In essence, voxel-based morphometry (VBM) (Ashburner and Friston, 2000) involves voxel-wise statistical analysis of data derived from structural Magnetic Resonance (MR) brain images of multiple subjects. The images analysed are obtained through tissue segmentation, spatial normalisation, and spatial smoothing. Statistical analysis employs a mass-univariate parametric or non-parametric general linear model at each voxel. More precisely, the calculations are performed at each voxel within some mask. There are several reasons why masking is necessary, mostly related to the multiple comparison problem. Family-wise error (FWE) correction using random field theory (RFT) is generally more powerful for smaller analysis regions (this is commented on further in the discussion), and perhaps more importantly, masking is necessary for successful estimation of the smoothness of the residuals (John Ashburner, personal communication), which is a key part of the RFT correction procedure (Kiebel et al., 1999). If non-parametric permutation methods (Nichols and Holmes, 2002) are employed for FWE correction, the effect of the analysis region on computational complexity may also be important (Belmonte and Yurgelun-Todd, 2001). Correction of the false-discovery rate (Genovese et al., 2002) also depends on masking, since non-brain voxels could otherwise skew the distribution of p-values on which it is based. Furthermore, masking can also partially alleviate a problem of implausible false positives occurring outside the brain due to the very low variance in voxels with consistently low smoothed tissue density — the extreme limit of the phenomenon described by Reimold et al. (2006). Finally, while not specifically considered here, multivariate machine learning, classification or decoding approaches (Lao et al., 2004, Vemuri et al., 2008, Friston et al., 2008) can also benefit from masking as an initial feature selection or dimensionality reduction step.
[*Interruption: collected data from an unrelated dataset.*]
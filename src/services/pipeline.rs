// One pipe run: open both ends, stream statements, close, report
use std::time::{Duration, Instant};

use tokio_util::sync::CancellationToken;
use tracing::{info, warn};

use crate::config::Config;
use crate::error::PipelineError;
use crate::models::Address;
use crate::services::database;
use crate::services::sink::{Sink, SinkStats};
use crate::services::source::open_source;

/// Outcome of a successful pipe
#[derive(Debug, Clone, Copy)]
pub struct PipeReport {
    pub stats: SinkStats,
    pub cost: Duration,
}

/// Pipe the configured source into the configured destination.
///
/// The source is split with the destination's dialect. Both ends are closed
/// whatever the outcome, and the first error wins.
pub async fn run(config: &Config, cancel: CancellationToken) -> Result<PipeReport, PipelineError> {
    let started = Instant::now();
    let connect_timeout = config.pipeline.connect_timeout();

    let destination = Address::parse_database(&config.destination.address)?;
    let pool = database::open(&destination, config.destination.pool_options(), connect_timeout).await?;
    let mut sink = Sink::new(pool, config.destination.batch_cap, cancel.clone());

    let mut source = match open_source(
        &config.source.address,
        config.source.pool_options(),
        connect_timeout,
    )
    .await
    {
        Ok(source) => source,
        Err(e) => {
            if let Err(close_err) = sink.close().await {
                warn!("Failed to close destination: {}", close_err);
            }
            return Err(e);
        }
    };

    info!("Piping {} into {}", source.describe(), destination.masked());

    let piped = tokio::select! {
        result = source.pipe(&mut sink, &cancel) => result,
        _ = cancel.cancelled() => Err(PipelineError::Cancelled),
    };
    let source_closed = source.close().await;
    let sink_closed = sink.close().await;

    piped?;
    sink_closed?;
    source_closed?;

    let report = PipeReport {
        stats: sink.stats(),
        cost: started.elapsed(),
    };
    info!(
        "Pipe into {} finished: {} executed, {} skipped, {} rows in {} batches, cost {:?}",
        destination.masked(),
        report.stats.executed,
        report.stats.skipped,
        report.stats.buffered_rows,
        report.stats.batches,
        report.cost
    );
    Ok(report)
}

#[cfg(test)]
mod tests {
    use super::*;
    use crate::config::{DestinationConfig, LoggingConfig, PipelineConfig, SourceConfig};
    use std::path::Path;

    const SEED: &str = "\
-- schema
CREATE TABLE users (id INTEGER PRIMARY KEY, name TEXT);
CREATE TABLE orders (id INTEGER PRIMARY KEY, user_id INTEGER, note TEXT);

/* seed rows */
INSERT INTO users (id, name) VALUES (1, 'ann');
INSERT INTO users (id, name) VALUES (2, 'bo;b');
INSERT INTO orders (id, user_id, note) VALUES (10, 1, 'it''s here');
BEGIN;
INSERT INTO orders (id, user_id, note) VALUES (11, 2, NULL);
UPDATE users SET name = 'bob' WHERE id = 2;
COMMIT;
INSERT INTO users (id, name) VALUES (3, 'cy'), (4, 'di');
";

    fn config(source: String, destination: &Path, conn_max: i64) -> Config {
        Config {
            source: SourceConfig {
                address: source,
                conn_max: 1,
            },
            destination: DestinationConfig {
                address: format!("sqlite://{}", destination.display()),
                conn_max,
                conn_max_idle: None,
                conn_max_lifetime_secs: 0,
                batch_cap: 500,
            },
            pipeline: PipelineConfig {
                timeout_secs: 60,
                connect_timeout_secs: 5,
            },
            logging: LoggingConfig {
                level: "info".to_string(),
            },
        }
    }

    fn rows(path: &Path, sql: &str) -> Vec<(i64, String)> {
        let conn = rusqlite::Connection::open(path).unwrap();
        let mut stmt = conn.prepare(sql).unwrap();
        stmt.query_map([], |row| {
            Ok((row.get::<_, i64>(0)?, row.get::<_, Option<String>>(1)?.unwrap_or_default()))
        })
        .unwrap()
        .collect::<Result<Vec<_>, _>>()
        .unwrap()
    }

    async fn pipe_seed(conn_max: i64) {
        let dir = tempfile::tempdir().unwrap();
        let script = dir.path().join("seed.sql");
        let destination = dir.path().join("dest.db");
        tokio::fs::write(&script, SEED).await.unwrap();

        let config = config(format!("file://{}", script.display()), &destination, conn_max);
        let report = run(&config, CancellationToken::new()).await.unwrap();

        assert_eq!(report.stats.skipped, 2);
        // a single connection executes inserts as they come
        let expected_rows = if conn_max > 1 { 6 } else { 0 };
        assert_eq!(report.stats.buffered_rows, expected_rows);
        assert_eq!(
            rows(&destination, "SELECT id, name FROM users ORDER BY id"),
            vec![
                (1, "ann".to_string()),
                (2, "bob".to_string()),
                (3, "cy".to_string()),
                (4, "di".to_string()),
            ]
        );
        assert_eq!(
            rows(&destination, "SELECT id, note FROM orders ORDER BY id"),
            vec![(10, "it's here".to_string()), (11, String::new())]
        );
    }

    #[tokio::test]
    async fn test_pipe_file_into_sqlite_single_connection() {
        pipe_seed(1).await;
    }

    #[tokio::test]
    async fn test_pipe_file_into_sqlite_pooled() {
        pipe_seed(2).await;
    }

    #[tokio::test]
    async fn test_pipe_reports_execution_error() {
        let dir = tempfile::tempdir().unwrap();
        let destination = dir.path().join("dest.db");
        let config = config(
            "raw://INSERT INTO missing VALUES (1);\n".to_string(),
            &destination,
            2,
        );

        let err = run(&config, CancellationToken::new()).await.unwrap_err();
        assert!(matches!(err, PipelineError::Execution { .. }));
        assert!(err.to_string().contains("missing"));
    }

    #[tokio::test]
    async fn test_pipe_cancelled_before_start() {
        let dir = tempfile::tempdir().unwrap();
        let destination = dir.path().join("dest.db");
        let config = config(
            "raw://CREATE TABLE t (id INTEGER);\n".to_string(),
            &destination,
            2,
        );
        let cancel = CancellationToken::new();
        cancel.cancel();

        let err = run(&config, cancel).await.unwrap_err();
        assert!(matches!(err, PipelineError::Cancelled));
    }

    #[tokio::test]
    async fn test_destination_must_be_a_database() {
        let dir = tempfile::tempdir().unwrap();
        let mut config = config("raw://SELECT 1;".to_string(), &dir.path().join("x.db"), 1);
        config.destination.address = "file:///tmp/out.sql".to_string();

        assert!(matches!(
            run(&config, CancellationToken::new()).await,
            Err(PipelineError::Address(_))
        ));
    }
}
Having emphasised above that smaller masks generally lead to higher sensitivity and clarified interpretation, it is important to recognise the obvious risk that overly restrictive masks will lead to false negatives, as potentially interesting voxels are excluded from the statistical analysis. In this paper, we argue that there is a particular danger of false negatives arising in VBM studies of pathological brains when computing the analysis mask using a commonly employed approach with settings that appear reasonable a priori. This approach is used by the popular Statistical Parametric Mapping (SPM) software (http://www.fil.ion.ucl.ac.uk/spm/). We recommend the use of different mask-generation strategies, which we show to reduce this danger. In a three-part experiment using SPM, we (a) use simulated data to investigate properties of preprocessing relevant to masking; (b) explore the behaviour of standard and more novel methods of masking, considering variable patient group composition; and (c) test the practical importance of our recommendation on a particular example of a real VBM study. We propose two main masking options: one is a fully objective parameter-free algorithm, which we hope will find wide-spread applicability; the other allows expert knowledge to be exercised in cases where the automatic strategy is found to be unsuitable.